Stored data:
----
use std::{collections::BTreeMap, fmt, sync::Arc};

use telemetric_util::{MetricKind, SnapshotError};
use tracing::debug;

use super::{
    shards::{Entry, Pending, Shards},
    Factory, Instrument, MetricsRegistry,
};
use crate::{
    config::Configuration,
    data::{DefaultApdex, DefaultCounter, DefaultHistogram, DefaultMeter, DefaultTimer, ValueGauge},
    Apdex, ApdexOptions, ApdexValue, Counter, CounterOptions, CounterValue, EnvironmentInfo, Gauge,
    GaugeOptions, Histogram, HistogramOptions, HistogramValue, Meter, MeterOptions, MeterValue,
    MetricValueSource, MetricsContextValueSource, MetricsDataValueSource, MetricsFilter, Timer,
    TimerOptions, TimerValue, Unit, ValueProvider,
};

/// Applies a counter's reporting options to every value read from it.
struct CounterReporting {
    inner: Arc<dyn ValueProvider<CounterValue>>,
    report_set_items: bool,
    report_item_percentages: bool,
}

impl ValueProvider<CounterValue> for CounterReporting {
    fn value(&self, reset: bool) -> Result<CounterValue, SnapshotError> {
        let value = self.inner.value(reset)?;
        Ok(value.with_reporting(self.report_set_items, self.report_item_percentages))
    }
}

/// The default registry.
///
/// Instruments of each kind are kept in their own set of shards, so registrations and reads of
/// unrelated metrics rarely contend on the same lock.
pub struct DefaultMetricsRegistry {
    config: Configuration,
    environment: EnvironmentInfo,
    counters: Shards<Counter, CounterValue>,
    gauges: Shards<Gauge, f64>,
    meters: Shards<Meter, MeterValue>,
    histograms: Shards<Histogram, HistogramValue>,
    timers: Shards<Timer, TimerValue>,
    apdex_scores: Shards<Apdex, ApdexValue>,
}

impl DefaultMetricsRegistry {
    pub(crate) fn new(config: Configuration) -> Self {
        Self {
            config,
            environment: EnvironmentInfo::capture(),
            counters: Shards::new(MetricKind::Counter),
            gauges: Shards::new(MetricKind::Gauge),
            meters: Shards::new(MetricKind::Meter),
            histograms: Shards::new(MetricKind::Histogram),
            timers: Shards::new(MetricKind::Timer),
            apdex_scores: Shards::new(MetricKind::Apdex),
        }
    }

    fn read_into<V, F>(
        &self,
        pending: Vec<Pending<V>>,
        contexts: &mut BTreeMap<String, MetricsContextValueSource>,
        mut place: F,
    ) where
        F: FnMut(&mut MetricsContextValueSource, MetricValueSource<V>),
    {
        for pending in pending {
            let context = pending.context().to_owned();
            if let Some(source) = pending.read(self.config.snapshot_retries) {
                let tree = contexts.entry(context).or_insert_with_key(|context| {
                    MetricsContextValueSource::empty(context.clone())
                });
                place(tree, source);
            }
        }
    }
}

fn entry<H, V>(instrument: Instrument<H, V>, unit: &Unit, reset_on_reporting: bool) -> Entry<H, V> {
    let (handle, provider) = instrument.into_parts();
    Entry { handle, provider, unit: unit.clone(), reset_on_reporting }
}

impl MetricsRegistry for DefaultMetricsRegistry {
    fn counter(&self, options: &CounterOptions) -> Counter {
        self.counter_with(options, &|| Instrument::counter(DefaultCounter::new()))
    }

    fn counter_with(
        &self,
        options: &CounterOptions,
        factory: Factory<'_, Counter, CounterValue>,
    ) -> Counter {
        let identity = options.identity(&self.config.default_context, &self.config.global_tags);
        self.counters.get_or_create(identity, || {
            let (handle, provider) = factory().into_parts();
            let provider = Arc::new(CounterReporting {
                inner: provider,
                report_set_items: options.report_set_items(),
                report_item_percentages: options.report_item_percentages(),
            });
            Entry {
                handle,
                provider,
                unit: options.unit().clone(),
                reset_on_reporting: options.reset_on_reporting(),
            }
        })
    }

    fn gauge(&self, options: &GaugeOptions) -> Gauge {
        self.gauge_with(options, &|| Instrument::gauge(ValueGauge::new()))
    }

    fn gauge_with(&self, options: &GaugeOptions, factory: Factory<'_, Gauge, f64>) -> Gauge {
        let identity = options.identity(&self.config.default_context, &self.config.global_tags);
        self.gauges.get_or_create(identity, || {
            entry(factory(), options.unit(), options.reset_on_reporting())
        })
    }

    fn meter(&self, options: &MeterOptions) -> Meter {
        let clock = &self.config.clock;
        self.meter_with(options, &|| {
            Instrument::meter(DefaultMeter::new(options.rate_unit(), clock.clone()))
        })
    }

    fn meter_with(&self, options: &MeterOptions, factory: Factory<'_, Meter, MeterValue>) -> Meter {
        let identity = options.identity(&self.config.default_context, &self.config.global_tags);
        self.meters.get_or_create(identity, || {
            entry(factory(), options.unit(), options.reset_on_reporting())
        })
    }

    fn histogram(&self, options: &HistogramOptions) -> Histogram {
        let clock = &self.config.clock;
        let reservoir = options.reservoir().unwrap_or(&self.config.default_reservoir);
        self.histogram_with(options, &|| {
            Instrument::histogram(DefaultHistogram::new(
                reservoir.build(clock.clone()),
                options.quantiles(),
            ))
        })
    }

    fn histogram_with(
        &self,
        options: &HistogramOptions,
        factory: Factory<'_, Histogram, HistogramValue>,
    ) -> Histogram {
        let identity = options.identity(&self.config.default_context, &self.config.global_tags);
        self.histograms.get_or_create(identity, || {
            entry(factory(), options.unit(), options.reset_on_reporting())
        })
    }

    fn timer(&self, options: &TimerOptions) -> Timer {
        let clock = &self.config.clock;
        let reservoir = options.reservoir().unwrap_or(&self.config.default_reservoir);
        self.timer_with(options, &|| {
            Instrument::timer(DefaultTimer::new(
                reservoir.build(clock.clone()),
                options.quantiles(),
                options.rate_unit(),
                options.duration_unit(),
                clock.clone(),
            ))
        })
    }

    fn timer_with(&self, options: &TimerOptions, factory: Factory<'_, Timer, TimerValue>) -> Timer {
        let identity = options.identity(&self.config.default_context, &self.config.global_tags);
        self.timers.get_or_create(identity, || {
            entry(factory(), options.unit(), options.reset_on_reporting())
        })
    }

    fn apdex(&self, options: &ApdexOptions) -> Apdex {
        let clock = &self.config.clock;
        self.apdex_with(options, &|| {
            Instrument::apdex(DefaultApdex::new(
                options.reservoir().build(clock.clone()),
                options.threshold(),
                options.allow_warmup(),
                options.sample_size() as u64,
                clock.clone(),
            ))
        })
    }

    fn apdex_with(&self, options: &ApdexOptions, factory: Factory<'_, Apdex, ApdexValue>) -> Apdex {
        let identity = options.identity(&self.config.default_context, &self.config.global_tags);
        self.apdex_scores.get_or_create(identity, || {
            entry(factory(), options.unit(), options.reset_on_reporting())
        })
    }

    fn remove_context(&self, context: &str) {
        let removed = self.counters.remove_context(context)
            + self.gauges.remove_context(context)
            + self.meters.remove_context(context)
            + self.histograms.remove_context(context)
            + self.timers.remove_context(context)
            + self.apdex_scores.remove_context(context);
        debug!(context, removed, "removed metrics context");
    }

    fn clear(&self) {
        let removed = self.counters.clear()
            + self.gauges.clear()
            + self.meters.clear()
            + self.histograms.clear()
            + self.timers.clear()
            + self.apdex_scores.clear();
        debug!(removed, "cleared metrics");
    }

    fn get_data(&self, filter: &MetricsFilter) -> MetricsDataValueSource {
        let timestamp = self.config.clock.utc_now();

        let counters = self.counters.collect(filter);
        let gauges = self.gauges.collect(filter);
        let meters = self.meters.collect(filter);
        let histograms = self.histograms.collect(filter);
        let timers = self.timers.collect(filter);
        let apdex_scores = self.apdex_scores.collect(filter);

        let mut contexts = BTreeMap::new();
        self.read_into(counters, &mut contexts, |c, s| c.counters.push(s));
        self.read_into(gauges, &mut contexts, |c, s| c.gauges.push(s));
        self.read_into(meters, &mut contexts, |c, s| c.meters.push(s));
        self.read_into(histograms, &mut contexts, |c, s| c.histograms.push(s));
        self.read_into(timers, &mut contexts, |c, s| c.timers.push(s));
        self.read_into(apdex_scores, &mut contexts, |c, s| c.apdex_scores.push(s));

        MetricsDataValueSource::new(timestamp, self.environment.clone(), contexts.into_values())
    }
}

impl fmt::Debug for DefaultMetricsRegistry {
    fn fmt(&self, f: &mut fmt::Formatter<'_>) -> fmt::Result {
        f.debug_struct("DefaultMetricsRegistry")
            .field("default_context", &self.config.default_context)
            .field("global_tags", &self.config.global_tags)
            .finish_non_exhaustive()
    }
}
----
Assigned task:
Which lines of the records above hold the word "DefaultHistogram"? Copy each one out.

Result:
    data::{DefaultApdex, DefaultCounter, DefaultHistogram, DefaultMeter, DefaultTimer, ValueGauge},
            Instrument::histogram(DefaultHistogram::new(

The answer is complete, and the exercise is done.